Martinez completed 59.5 percent of his passes during the perfect season for 2,994 yards and 28 touchdowns. Some in California describe Martinez as the state's best high school quarterback since Matt Leinart, who won the Heisman Trophy at USC in 2004.
“There are some kids that you know nothing is beyond them,” Norco coach Todd Gerhart said. “He's always been older in his head. When we played them this year, we tried everything. We tried blitzing the world. We did everything we could to shake him up, and it didn't work.”
Coaches rave about Martinez's arm strength. Others can't get over his speed. Most all of them believe that Martinez ought to get a chance to play quarterback at Nebraska.
Martinez, according to Centennial coach Matt Logan, was born to play the position.
“He's so poised, but he's the quiet, confident type,” Logan said. “We changed our offense because of him. When it came down to crunch time at the end, we tried to utilize the QB run game and throw the ball a little more, too.”
A normal kid
Neither Burkhead nor Martinez returned a message this week seeking comment for this story. Neither was likely bothered that Nebraska coach Bo Pelini didn't mention his name on Wednesday at the Huskers' signing day press conference.
“You don't know how much Rex would just love to be a kid named Rex from Texas,” Inman said. “Those days are gone, but he is still so amazingly uncomfortable with all the attention.”
Gerhart has remained close to his former player since Martinez left his program.

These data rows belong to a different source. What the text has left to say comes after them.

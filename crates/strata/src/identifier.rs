use std::fmt;

use serde::{Deserialize, Serialize};

use crate::stream_name::StreamName;

/// Addresses one aggregate instance.
///
/// Two identifiers refer to the same stream if and only if their `name`, `id`
/// and `context` are equal.
#[derive(Clone, Debug, Hash, PartialEq, Eq, PartialOrd, Ord, Serialize, Deserialize)]
pub struct AggregateIdentifier {
    pub id: String,
    pub name: String,
    #[serde(default)]
    pub context: Option<String>,
}

impl AggregateIdentifier {
    pub fn new(name: impl Into<String>, id: impl Into<String>) -> Self {
        AggregateIdentifier {
            id: id.into(),
            name: name.into(),
            context: None,
        }
    }

    pub fn with_context(mut self, context: impl Into<String>) -> Self {
        self.context = Some(context.into());
        self
    }

    /// Canonical stream name for this identifier.
    ///
    /// A context passed here takes precedence over the identifier's own.
    pub fn stream_name(&self, context: Option<&str>) -> StreamName<'static> {
        StreamName::from_identifier(self, context.or(self.context.as_deref()))
    }
}

impl fmt::Display for AggregateIdentifier {
    fn fmt(&self, f: &mut fmt::Formatter<'_>) -> fmt::Result {
        match &self.context {
            Some(context) => write!(f, "{context}/{}:{}", self.name, self.id),
            None => write!(f, "{}:{}", self.name, self.id),
        }
    }
}
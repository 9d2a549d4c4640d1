use std::collections::BTreeMap;
use std::io::{self, Write};
use std::path::PathBuf;

use anyhow::{Context, Result};
use clap::{Parser, Subcommand};
use serde::Serialize;
use serde_json::json;
use strata::AggregateIdentifier;
use strata_message_store::FileStore;
use strata_runtime::EventStore;

/// Inspect a strata event log
#[derive(Parser, Debug)]
#[command(name = "strata", version, about, long_about = None)]
struct Cli {
    /// Event log file
    #[clap(short, long, env = "STRATA_LOG_PATH", default_value = "./strata.log")]
    log_path: PathBuf,
    /// Bounded context of the streams to read
    #[clap(short, long, env = "STRATA_CONTEXT")]
    context: Option<String>,
    #[command(subcommand)]
    command: Command,
}

#[derive(Subcommand, Debug)]
enum Command {
    /// List every stream with its current version
    Streams,
    /// Print the events of one aggregate
    Read {
        /// Aggregate name
        #[clap(long)]
        name: String,
        /// Aggregate ID
        #[clap(long)]
        id: String,
        /// Only events after this version
        #[clap(long, default_value_t = 0)]
        after: u64,
        /// Maximum number of events
        #[clap(long)]
        limit: Option<usize>,
    },
    /// Print the events of every aggregate in global order
    All {
        /// Number of events to skip
        #[clap(long, default_value_t = 0)]
        skip: usize,
        /// Maximum number of events
        #[clap(long)]
        limit: Option<usize>,
    },
}

pub async fn start() -> Result<()> {
    let cli = Cli::parse();

    let store = FileStore::open_read_only(&cli.log_path)
        .with_context(|| format!("failed to open log file {}", cli.log_path.display()))?;
    let mut event_store = EventStore::new(store);
    if let Some(context) = cli.context {
        event_store = event_store.with_context(context);
    }

    let stdout = io::stdout();
    let mut out = stdout.lock();
    match cli.command {
        Command::Streams => {
            let mut streams: BTreeMap<AggregateIdentifier, u64> = BTreeMap::new();
            for event in event_store.load_all_events(0, None).await? {
                streams.insert(event.aggregate.clone(), event.version);
            }
            for (aggregate, version) in streams {
                write_line(&mut out, &json!({ "aggregate": aggregate, "version": version }))?;
            }
        }
        Command::Read {
            name,
            id,
            after,
            limit,
        } => {
            let aggregate = AggregateIdentifier::new(name, id);
            for event in event_store.load_events(&aggregate, after, limit).await? {
                write_line(&mut out, &event)?;
            }
        }
        Command::All { skip, limit } => {
            for event in event_store.load_all_events(skip, limit).await? {
                write_line(&mut out, &event)?;
            }
        }
    }

    out.flush()?;
    Ok(())
}

fn write_line<W: Write, T: Serialize>(out: &mut W, value: &T) -> Result<()> {
    serde_json::to_writer(&mut *out, value)?;
    writeln!(out)?;
    Ok(())
}
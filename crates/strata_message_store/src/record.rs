use chrono::Utc;
use serde::{Deserialize, Serialize};
use serde_json::Value;

/// One appended entry, as stored.
///
/// Serialized as a single JSON object per line in the file backend.
#[derive(Clone, Debug, PartialEq, Serialize, Deserialize)]
#[serde(rename_all = "camelCase")]
pub struct StreamRecord {
    pub stream_id: String,
    /// Global position, strictly increasing across all streams.
    pub id: u64,
    /// Position in the stream, gap-free from 1.
    pub version: u64,
    pub data: Value,
    /// Milliseconds since the unix epoch.
    pub timestamp: u64,
}

/// Exclusive bounds on record timestamps.
#[derive(Clone, Copy, Debug, Default, PartialEq, Eq, Serialize, Deserialize)]
#[serde(rename_all = "camelCase")]
pub struct TimeRange {
    pub after_ts: Option<u64>,
    pub before_ts: Option<u64>,
}

impl TimeRange {
    pub fn new(after_ts: Option<u64>, before_ts: Option<u64>) -> Self {
        TimeRange {
            after_ts,
            before_ts,
        }
    }

    pub fn contains(&self, timestamp: u64) -> bool {
        self.after_ts.map_or(true, |after| timestamp > after)
            && self.before_ts.map_or(true, |before| timestamp < before)
    }
}

pub(crate) fn now_millis() -> u64 {
    u64::try_from(Utc::now().timestamp_millis()).unwrap_or_default()
}

#[cfg(test)]
mod tests {
    use super::*;

    #[test]
    fn range_bounds_are_exclusive() {
        let range = TimeRange::new(Some(10), Some(20));
        assert!(!range.contains(10));
        assert!(range.contains(11));
        assert!(range.contains(19));
        assert!(!range.contains(20));
        assert!(TimeRange::default().contains(0));
    }

    #[test]
    fn record_field_names() {
        let record = StreamRecord {
            stream_id: "s".to_string(),
            id: 1,
            version: 1,
            data: Value::Null,
            timestamp: 5,
        };
        assert_eq!(
            serde_json::to_string(&record).unwrap(),
            r#"{"streamId":"s","id":1,"version":1,"data":null,"timestamp":5}"#
        );
    }
}
//! Append-only record stores.
//!
//! Records are grouped into streams, each with a gap-free version starting at
//! 1, and every record also receives a global id that is strictly increasing
//! across all streams. Two backends are provided: [`InMemoryStore`] and
//! [`FileStore`], which persists records as newline-delimited JSON.

pub mod error;
mod file;
mod log;
mod memory;
mod record;
mod store;

pub use error::{Error, Result};
pub use file::FileStore;
pub use memory::InMemoryStore;
pub use record::{StreamRecord, TimeRange};
pub use store::AppendOnlyStore;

“He's not going to tell you how good he is,” the Norco coach said. “That's just the way he is. He was at my house on Super Bowl Sunday and probably said 10 words.”
Martinez committed to Nebraska in August. Late in the recruiting season, UCLA and Oregon showed interest. Martinez did not reciprocate. Still, it's hard to imagine they would be anywhere near Lincoln next season if Texas and USC had recruited Burkhead and Martinez with the same determination as Nebraska.
Inman said it's “ridiculous” the Longhorns didn't pursue Burkhead. As for Martinez, nobody's sweating it.
“He's just a normal kid,” Gerhart said. “I mean, how many people would give Doug Flutie a scholarship?”
Texas and USC's loss, perhaps in the end, will prove to be Nebraska's gain.